Ways to help you overcome pharmacophobia
If you believe that you have pharmacophobia and are seeking to overcome it, you may consider following these suggestions:
Determine how it started. Many pharmacophobic people develop their phobia following a negative experience in their childhood. Having experienced a negative side effect or allergic reaction to a medication could result in pharmacophobia. Seeing a loved one suffer after taking medication could lead to this fear too, even if it was not a result of the medication they took.
In some cases, a pharmacophobic person’s parent might have had pharmacophobia as well, with the phobia being passed on genetically or through upbringing. Once you determine how your fear started, you may identify what is causing it and this could be a huge help in uprooting your pharmacophobia.
Visit a therapist. A phobia can be considered as a manifestation of an anxiety disorder and, as this is a mental health condition, seeing a mental health professional for therapy would help you manage it.
One such therapy is Cognitive Behavioral Therapy (CBT), which is designed to change the way you perceive your fear, therefore changing how you react to the object of your phobia. There is also Dialectical Behavioral Therapy (DBT), where you can learn to control how you express and experience your fear. If you think that desensitizing would help you overcome pharmacophobia, you can try exposure therapy as well, in which you will be exposed to your fear as the therapist helps you work through the emotions you experience.

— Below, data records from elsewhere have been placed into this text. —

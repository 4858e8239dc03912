use core::ptr;

pub unsafe fn map_anonymous(size: usize) -> *mut u8 {
    let result = libc::mmap(
        ptr::null_mut(),
        size,
        libc::PROT_READ | libc::PROT_WRITE,
        libc::MAP_PRIVATE | libc::MAP_ANONYMOUS,
        -1,
        0,
    );
    if result == libc::MAP_FAILED {
        ptr::null_mut()
    } else {
        result as *mut u8
    }
}

pub unsafe fn unmap(ptr: *mut u8, size: usize) {
    libc::munmap(ptr as *mut libc::c_void, size);
}

pub unsafe fn protect_none(ptr: *mut u8, size: usize) {
    libc::mprotect(ptr as *mut libc::c_void, size, libc::PROT_NONE);
}

pub fn system_page_size() -> usize {
    unsafe {
        let n = libc::sysconf(libc::_SC_PAGESIZE);
        if n < 0 {
            0
        } else {
            n as usize
        }
    }
}
use crate::util::{
    ALIGNMENT, MAX_REGIONS, MEDIUM_REGION_MAX, REGION_SIZE, SMALL_REGION_MAX,
};
use core::ptr;

/// Size class of a coalesce region. Doubles as the free-list index for the
/// class (SMALL = 0, MEDIUM = 1, LARGE = 2).
#[derive(Clone, Copy, Debug, PartialEq, Eq)]
#[repr(u8)]
pub enum RegionType {
    Small = 0,
    Medium,
    Large,
}

impl RegionType {
    /// Region type that serves a user-visible request of `size` bytes.
    #[inline]
    pub const fn for_size(size: usize) -> RegionType {
        if size <= SMALL_REGION_MAX {
            RegionType::Small
        } else if size <= MEDIUM_REGION_MAX {
            RegionType::Medium
        } else {
            RegionType::Large
        }
    }

    pub const fn from_index(index: usize) -> RegionType {
        match index {
            0 => RegionType::Small,
            1 => RegionType::Medium,
            _ => RegionType::Large,
        }
    }

    pub const fn name(self) -> &'static str {
        match self {
            RegionType::Small => "SMALL",
            RegionType::Medium => "MEDIUM",
            RegionType::Large => "LARGE",
        }
    }
}

/// One slot of the region descriptor table. Created inert at init,
/// commissioned on demand, never decommissioned.
#[repr(C)]
pub struct Region {
    pub start: *mut u8,
    pub end: *mut u8,
    pub is_used: bool,
    pub region_type: RegionType,
}

const _: () = assert!(core::mem::size_of::<Region>() % ALIGNMENT == 0);

impl Region {
    pub const fn inert() -> Region {
        Region {
            start: ptr::null_mut(),
            end: ptr::null_mut(),
            is_used: false,
            region_type: RegionType::Small,
        }
    }
}

/// Hands out `REGION_SIZE` windows of the arena's region pool to descriptor
/// slots, and answers pointer-to-region queries.
pub struct RegionManager {
    regions: *mut Region,
    usable: *mut u8,
    usable_size: usize,
    next_offset: usize,
}

impl RegionManager {
    /// # Safety
    /// `regions` must point to `MAX_REGIONS` initialized descriptors inside
    /// the arena; `usable` and `usable_size` must describe the guarded
    /// reservation's interior; `first_offset` is where the region pool
    /// starts within it.
    pub unsafe fn new(
        regions: *mut Region,
        usable: *mut u8,
        usable_size: usize,
        first_offset: usize,
    ) -> Self {
        RegionManager {
            regions,
            usable,
            usable_size,
            next_offset: first_offset,
        }
    }

    /// Commission the first inert slot with the next region window.
    /// Null when every slot is used or the arena is out of space.
    pub unsafe fn allocate(&mut self, region_type: RegionType) -> *mut Region {
        for i in 0..MAX_REGIONS {
            let region = self.regions.add(i);
            if (*region).is_used {
                continue;
            }

            if self.next_offset + REGION_SIZE > self.usable_size {
                return ptr::null_mut();
            }

            (*region).start = self.usable.add(self.next_offset);
            (*region).end = (*region).start.add(REGION_SIZE);
            (*region).is_used = true;
            (*region).region_type = region_type;

            self.next_offset += REGION_SIZE;
            return region;
        }
        ptr::null_mut()
    }

    /// Descriptor of the active region containing `ptr`, or null.
    pub unsafe fn region_for_ptr(&self, ptr_val: *mut u8) -> *mut Region {
        for i in 0..MAX_REGIONS {
            let region = self.regions.add(i);
            if (*region).is_used && ptr_val >= (*region).start && ptr_val < (*region).end {
                return region;
            }
        }
        ptr::null_mut()
    }

    /// Whether `ptr` falls inside any active region.
    pub unsafe fn contains(&self, ptr_val: *mut u8) -> bool {
        !self.region_for_ptr(ptr_val).is_null()
    }

    /// Descriptor at `index`, active or not.
    ///
    /// # Safety
    /// `index` must be below `MAX_REGIONS`.
    #[inline]
    pub unsafe fn get(&self, index: usize) -> *mut Region {
        self.regions.add(index)
    }

    /// Number of commissioned regions.
    pub unsafe fn used_count(&self) -> usize {
        let mut count = 0;
        for i in 0..MAX_REGIONS {
            if (*self.regions.add(i)).is_used {
                count += 1;
            }
        }
        count
    }

    /// Number of commissioned regions of `region_type`.
    pub unsafe fn used_count_of(&self, region_type: RegionType) -> usize {
        let mut count = 0;
        for i in 0..MAX_REGIONS {
            let region = self.regions.add(i);
            if (*region).is_used && (*region).region_type == region_type {
                count += 1;
            }
        }
        count
    }
}

#[cfg(test)]
mod tests {
    use super::*;

    #[test]
    fn type_for_size_boundaries() {
        assert_eq!(RegionType::for_size(1), RegionType::Small);
        assert_eq!(RegionType::for_size(SMALL_REGION_MAX), RegionType::Small);
        assert_eq!(RegionType::for_size(SMALL_REGION_MAX + 1), RegionType::Medium);
        assert_eq!(RegionType::for_size(MEDIUM_REGION_MAX), RegionType::Medium);
        assert_eq!(RegionType::for_size(MEDIUM_REGION_MAX + 1), RegionType::Large);
    }

    #[test]
    fn from_index_round_trip() {
        for i in 0..3 {
            assert_eq!(RegionType::from_index(i) as usize, i);
        }
    }

    #[test]
    fn slots_exhaust_on_table_and_space() {
        // A descriptor table over a 3-region pool: the fourth commission
        // fails on space, not on slots. The pool bytes are reserved but
        // never touched.
        let mut table: Vec<Region> = (0..MAX_REGIONS).map(|_| Region::inert()).collect();
        let mut pool: Vec<u8> = Vec::with_capacity(3 * REGION_SIZE);
        let usable = pool.as_mut_ptr();
        let mut manager =
            unsafe { RegionManager::new(table.as_mut_ptr(), usable, 3 * REGION_SIZE, 0) };

        unsafe {
            for i in 0..3 {
                let region = manager.allocate(RegionType::Small);
                assert!(!region.is_null());
                assert_eq!((*region).start, usable.add(i * REGION_SIZE));
                assert_eq!((*region).end, usable.add((i + 1) * REGION_SIZE));
            }
            assert!(manager.allocate(RegionType::Small).is_null());
            assert_eq!(manager.used_count(), 3);
            assert_eq!(manager.used_count_of(RegionType::Small), 3);
            assert_eq!(manager.used_count_of(RegionType::Large), 0);
        }
    }
}
pub mod block;
pub mod free_list;
pub mod node_pool;
pub mod region;

use crate::arena::ArenaLayout;
use crate::util::{
    align_down, align_up, is_aligned, ALIGNMENT, COALESCE_LISTS_COUNT, LARGE_ALLOC_THRESHOLD,
    REGION_COUNT_BY_TYPE,
};
use block::{BlockHeader, HEADER_SIZE};
use core::ptr;
use free_list::{list_index_for, FreeLists};
use node_pool::NodePool;
use region::{Region, RegionManager, RegionType};

/// Boundary-tag best-fit allocator over the arena's region pool. Serves
/// every request below `LARGE_ALLOC_THRESHOLD` that the FSA tier declined,
/// splitting blocks on allocation and merging physical neighbors on free.
pub struct CoalesceTier {
    lists: FreeLists,
    nodes: NodePool,
    regions: RegionManager,
}

/// Block size the carve cascade targets for a region of `region_type` with
/// `remaining` bytes left: SMALL and MEDIUM carve uniformly, LARGE walks a
/// descending preference ladder.
fn carve_block_size(region_type: RegionType, remaining: usize) -> usize {
    match region_type {
        RegionType::Small => align_up(4 * 1024 + HEADER_SIZE, ALIGNMENT),
        RegionType::Medium => align_up(64 * 1024 + HEADER_SIZE, ALIGNMENT),
        RegionType::Large => {
            let ladder = [
                10 * 1024 * 1024,
                5 * 1024 * 1024,
                2 * 1024 * 1024,
                1024 * 1024,
            ];
            for step in ladder {
                let candidate = align_up(step + HEADER_SIZE, ALIGNMENT);
                if remaining >= candidate {
                    return candidate;
                }
            }
            align_up(512 * 1024 + HEADER_SIZE, ALIGNMENT)
        }
    }
}

impl CoalesceTier {
    /// Build the tier over an arena layout. Call `prime` before serving
    /// requests.
    ///
    /// # Safety
    /// `layout` must come from a successful `ArenaLayout::reserve` and
    /// outlive this value.
    pub unsafe fn new(layout: &ArenaLayout) -> Self {
        CoalesceTier {
            lists: FreeLists::new(layout.free_lists),
            nodes: NodePool::new(layout.nodes, layout.max_nodes),
            regions: RegionManager::new(
                layout.regions,
                layout.usable,
                layout.usable_size,
                layout.region_pool_offset,
            ),
        }
    }

    /// Commission one region of each type so the first requests of every
    /// class find a populated list. False when the arena cannot hold them.
    pub unsafe fn prime(&mut self) -> bool {
        for i in 0..REGION_COUNT_BY_TYPE {
            let region = self.regions.allocate(RegionType::from_index(i));
            if region.is_null() {
                return false;
            }
            self.initialize_region(region);
        }
        true
    }

    /// Whether `ptr` falls inside any commissioned region.
    pub unsafe fn contains(&self, ptr_val: *mut u8) -> bool {
        self.regions.contains(ptr_val)
    }

    /// Allocate `size` user bytes. Null when no list and no fresh region can
    /// satisfy the request.
    pub unsafe fn allocate(&mut self, size: usize) -> *mut u8 {
        if size >= LARGE_ALLOC_THRESHOLD {
            return ptr::null_mut();
        }

        let total_size = align_up(size + HEADER_SIZE, ALIGNMENT);
        let region_type = RegionType::for_size(size);
        let list_index = region_type as usize;

        let mut best_fit = self.find_fit(total_size, list_index);

        if best_fit.is_null() {
            let region = self.regions.allocate(region_type);
            if region.is_null() {
                return ptr::null_mut();
            }
            self.initialize_region(region);
            best_fit = self.find_fit(total_size, list_index);
        }

        if best_fit.is_null() {
            return ptr::null_mut();
        }

        if !(*best_fit).free_node.is_null() {
            self.lists.remove((*best_fit).free_node);
            (*best_fit).free_node = ptr::null_mut();
        }
        (*best_fit).is_free = false;

        let remaining = (*best_fit).current_size - total_size;
        if remaining >= HEADER_SIZE + ALIGNMENT {
            let min_split = if region_type == RegionType::Large {
                align_up(1024 * 1024 + HEADER_SIZE, ALIGNMENT)
            } else {
                align_up(4 * 1024 + HEADER_SIZE, ALIGNMENT)
            };
            if remaining >= min_split {
                let leftover = align_down(remaining, ALIGNMENT);
                self.split(best_fit, total_size, leftover, remaining);
            }
        }

        let result = BlockHeader::user_ptr(best_fit);
        debug_assert!(is_aligned(result as usize, ALIGNMENT));
        result
    }

    /// Free the block whose payload is `ptr`, merging it with free physical
    /// neighbors. Returns the freed block's user bytes, or 0 for null,
    /// out-of-region, and already-free pointers (nothing is mutated in
    /// those cases).
    pub unsafe fn free(&mut self, ptr_val: *mut u8) -> usize {
        if ptr_val.is_null() {
            return 0;
        }

        let mut block = BlockHeader::from_user_ptr(ptr_val);
        let region = self.regions.region_for_ptr(block as *mut u8);
        if region.is_null() {
            return 0;
        }
        if (*block).is_free {
            return 0;
        }
        // A header swallowed by an earlier merge is zeroed; a stale pointer
        // into it is not a live block.
        if (*block).current_size < HEADER_SIZE + ALIGNMENT {
            return 0;
        }

        let user_size = (*block).current_size - HEADER_SIZE;
        (*block).is_free = true;

        let prev = BlockHeader::prev_of(block);
        if !prev.is_null() && BlockHeader::in_region(prev, region) && (*prev).is_free {
            if !(*prev).free_node.is_null() {
                self.lists.remove((*prev).free_node);
            }
            self.merge(prev, block, region);
            block = prev;
        }

        let next = BlockHeader::next_in_region(block, region);
        if !next.is_null() && (*next).is_free {
            if !(*next).free_node.is_null() {
                self.lists.remove((*next).free_node);
            }
            self.merge(block, next, region);
        }

        let node = self.nodes.allocate();
        if !node.is_null() {
            (*node).header = block;
            let list_index = list_index_for((*block).current_size - HEADER_SIZE);
            self.lists.insert_sorted(node, list_index);
        }

        user_size
    }

    /// Best fit in the class list, falling through to the larger-class lists.
    unsafe fn find_fit(&self, total_size: usize, list_index: usize) -> *mut BlockHeader {
        let mut best_fit = self.lists.best_fit(total_size, list_index);
        let mut i = list_index + 1;
        while best_fit.is_null() && i < COALESCE_LISTS_COUNT {
            best_fit = self.lists.best_fit(total_size, i);
            i += 1;
        }
        best_fit
    }

    /// Cut the tail of `block` into a new free block at the high address.
    /// The allocated block keeps the unusable tail `remaining - leftover` so
    /// the new header lands 8-byte aligned.
    unsafe fn split(
        &mut self,
        block: *mut BlockHeader,
        total_size: usize,
        leftover: usize,
        remaining: usize,
    ) {
        if leftover < HEADER_SIZE + ALIGNMENT {
            return;
        }
        if self.nodes.is_exhausted() {
            return;
        }

        (*block).current_size = total_size + (remaining - leftover);

        let new_addr = (block as *mut u8).add((*block).current_size);
        debug_assert!(is_aligned(new_addr as usize, ALIGNMENT));

        let new_block = new_addr as *mut BlockHeader;
        new_block.write(BlockHeader {
            current_size: leftover,
            prev_size: (*block).current_size,
            free_node: ptr::null_mut(),
            is_free: true,
        });

        let region = self.regions.region_for_ptr(block as *mut u8);
        if !region.is_null() {
            let next = BlockHeader::next_in_region(new_block, region);
            if !next.is_null() {
                (*next).prev_size = leftover;
            }
        }

        let node = self.nodes.allocate();
        if !node.is_null() {
            (*node).header = new_block;
            let list_index = list_index_for(leftover - HEADER_SIZE);
            self.lists.insert_sorted(node, list_index);
        }
    }

    /// Fold `second` into `first`. The swallowed header is zeroed and its
    /// node unlinked; the next physical block's `prev_size` is patched.
    unsafe fn merge(&mut self, first: *mut BlockHeader, second: *mut BlockHeader, region: *mut Region) {
        let first_end = (first as *mut u8).add((*first).current_size);
        if first_end != second as *mut u8 {
            return;
        }

        (*first).current_size += (*second).current_size;

        let next = BlockHeader::next_in_region(first, region);
        if !next.is_null() {
            (*next).prev_size = (*first).current_size;
        }

        (*second).current_size = 0;
        (*second).prev_size = 0;
        (*second).is_free = false;
        if !(*second).free_node.is_null() {
            self.lists.remove((*second).free_node);
            (*second).free_node = ptr::null_mut();
        }
    }

    /// Carve a fresh region into free blocks by the split-size schedule and
    /// index every block. A dry node pool stops the carve, leaving the rest
    /// of the region un-indexed.
    unsafe fn initialize_region(&mut self, region: *mut Region) {
        if region.is_null() {
            return;
        }

        let region_type = (*region).region_type;
        let mut current = (*region).start;
        if !is_aligned(current as usize, ALIGNMENT) {
            current = align_up(current as usize, ALIGNMENT) as *mut u8;
        }

        let mut remaining = (*region).end as usize - current as usize;
        let mut prev_block_size = 0usize;
        let five_mib = align_up(5 * 1024 * 1024 + HEADER_SIZE, ALIGNMENT);

        while remaining > HEADER_SIZE + ALIGNMENT {
            let target = carve_block_size(region_type, remaining);
            let block_size = if target <= remaining {
                target
            } else {
                align_up(remaining, ALIGNMENT)
            };
            if block_size < HEADER_SIZE + ALIGNMENT {
                break;
            }
            if !self.place_free_block(current, block_size, prev_block_size) {
                return;
            }

            prev_block_size = block_size;
            current = current.add(block_size);
            remaining -= block_size;

            // LARGE regions stop descending once the ladder bottoms out:
            // everything left becomes one trailing block.
            if region_type == RegionType::Large
                && prev_block_size >= five_mib
                && remaining < five_mib
                && remaining >= HEADER_SIZE + ALIGNMENT
            {
                let last_block_size = align_up(remaining, ALIGNMENT);
                self.place_free_block(current, last_block_size, prev_block_size);
                return;
            }
        }

        if remaining >= HEADER_SIZE + ALIGNMENT {
            let block_size = align_up(remaining, ALIGNMENT);
            self.place_free_block(current, block_size, prev_block_size);
        }
    }

    /// Write a free block header at `memory` and link it into its list.
    /// False when the node pool is exhausted (the header is written but the
    /// block stays unreachable).
    unsafe fn place_free_block(
        &mut self,
        memory: *mut u8,
        block_size: usize,
        prev_block_size: usize,
    ) -> bool {
        let block = memory as *mut BlockHeader;
        block.write(BlockHeader {
            current_size: block_size,
            prev_size: prev_block_size,
            free_node: ptr::null_mut(),
            is_free: true,
        });

        let node = self.nodes.allocate();
        if node.is_null() {
            return false;
        }

        (*node).header = block;
        let list_index = list_index_for(block_size - HEADER_SIZE);
        self.lists.insert_sorted(node, list_index);
        true
    }

    // ------------------------------------------------------------------
    // Introspection for statistics and dumps
    // ------------------------------------------------------------------

    pub unsafe fn used_regions(&self) -> usize {
        self.regions.used_count()
    }

    pub unsafe fn used_regions_of(&self, region_type: RegionType) -> usize {
        self.regions.used_count_of(region_type)
    }

    pub unsafe fn free_list_len(&self, list_index: usize) -> usize {
        self.lists.len(list_index)
    }

    pub fn nodes_used(&self) -> usize {
        self.nodes.used()
    }

    pub fn nodes_capacity(&self) -> usize {
        self.nodes.capacity()
    }

    /// Walk every commissioned region, printing each block's address, total
    /// size, free flag and `prev_size`.
    #[cfg(feature = "stats")]
    pub unsafe fn dump_blocks(&self) {
        use crate::util::MAX_REGIONS;

        println!("=== Coalesce Allocator Blocks ===");

        for i in 0..MAX_REGIONS {
            let region = self.regions.get(i);
            if !(*region).is_used {
                continue;
            }

            println!(
                "Region {} [{}] ({:p} - {:p}):",
                i,
                (*region).region_type.name(),
                (*region).start,
                (*region).end
            );

            let mut current = (*region).start;
            let mut block_num = 0usize;
            while current < (*region).end {
                let block = current as *mut BlockHeader;
                println!(
                    "  Block {}: addr={:p}, size={}, free={}, prev_size={}",
                    block_num,
                    block,
                    (*block).current_size,
                    if (*block).is_free { "yes" } else { "no" },
                    (*block).prev_size
                );
                block_num += 1;
                if (*block).current_size == 0 {
                    break;
                }
                current = current.add((*block).current_size);
            }
        }
        println!();
    }
}

#[cfg(test)]
mod tests {
    use super::*;

    #[test]
    fn carve_schedule_small_medium_uniform() {
        let small = carve_block_size(RegionType::Small, 32 * 1024 * 1024);
        let medium = carve_block_size(RegionType::Medium, 32 * 1024 * 1024);
        assert_eq!(small, align_up(4 * 1024 + HEADER_SIZE, ALIGNMENT));
        assert_eq!(medium, align_up(64 * 1024 + HEADER_SIZE, ALIGNMENT));
        // The schedule ignores `remaining` for uniform classes.
        assert_eq!(carve_block_size(RegionType::Small, 8192), small);
    }

    #[test]
    fn carve_schedule_large_descends() {
        let mib = 1024 * 1024;
        let with_header = |n: usize| align_up(n + HEADER_SIZE, ALIGNMENT);

        assert_eq!(
            carve_block_size(RegionType::Large, 32 * mib),
            with_header(10 * mib)
        );
        assert_eq!(
            carve_block_size(RegionType::Large, 6 * mib),
            with_header(5 * mib)
        );
        assert_eq!(
            carve_block_size(RegionType::Large, 3 * mib),
            with_header(2 * mib)
        );
        assert_eq!(
            carve_block_size(RegionType::Large, mib + HEADER_SIZE),
            with_header(mib)
        );
        // Below the ladder the fallback step applies even if it overshoots;
        // the carve loop then clamps to the remaining bytes.
        assert_eq!(
            carve_block_size(RegionType::Large, mib / 2),
            with_header(512 * 1024)
        );
    }
}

Change dosing methods. Your pharmacophobia could be related to a specific dosing form instead of the medication itself. Some may dislike taking pills but are fine with topical medication, while others may struggle with topicals but do well with pills. If you detest both forms of medication though, you can trick yourself into taking your medication with food. There are medicines, like CBD products, that are available as edibles (e.g. gummy bears, chocolates, and gumdrops) and tinctures you can mix with food or drinks.
Acknowledging your fears and managing them on your own is admirable, but you do not have to do this alone. Do not hesitate to discuss your problem with your doctor, therapist, or pharmacist, so you can get all the help you need to take your medications.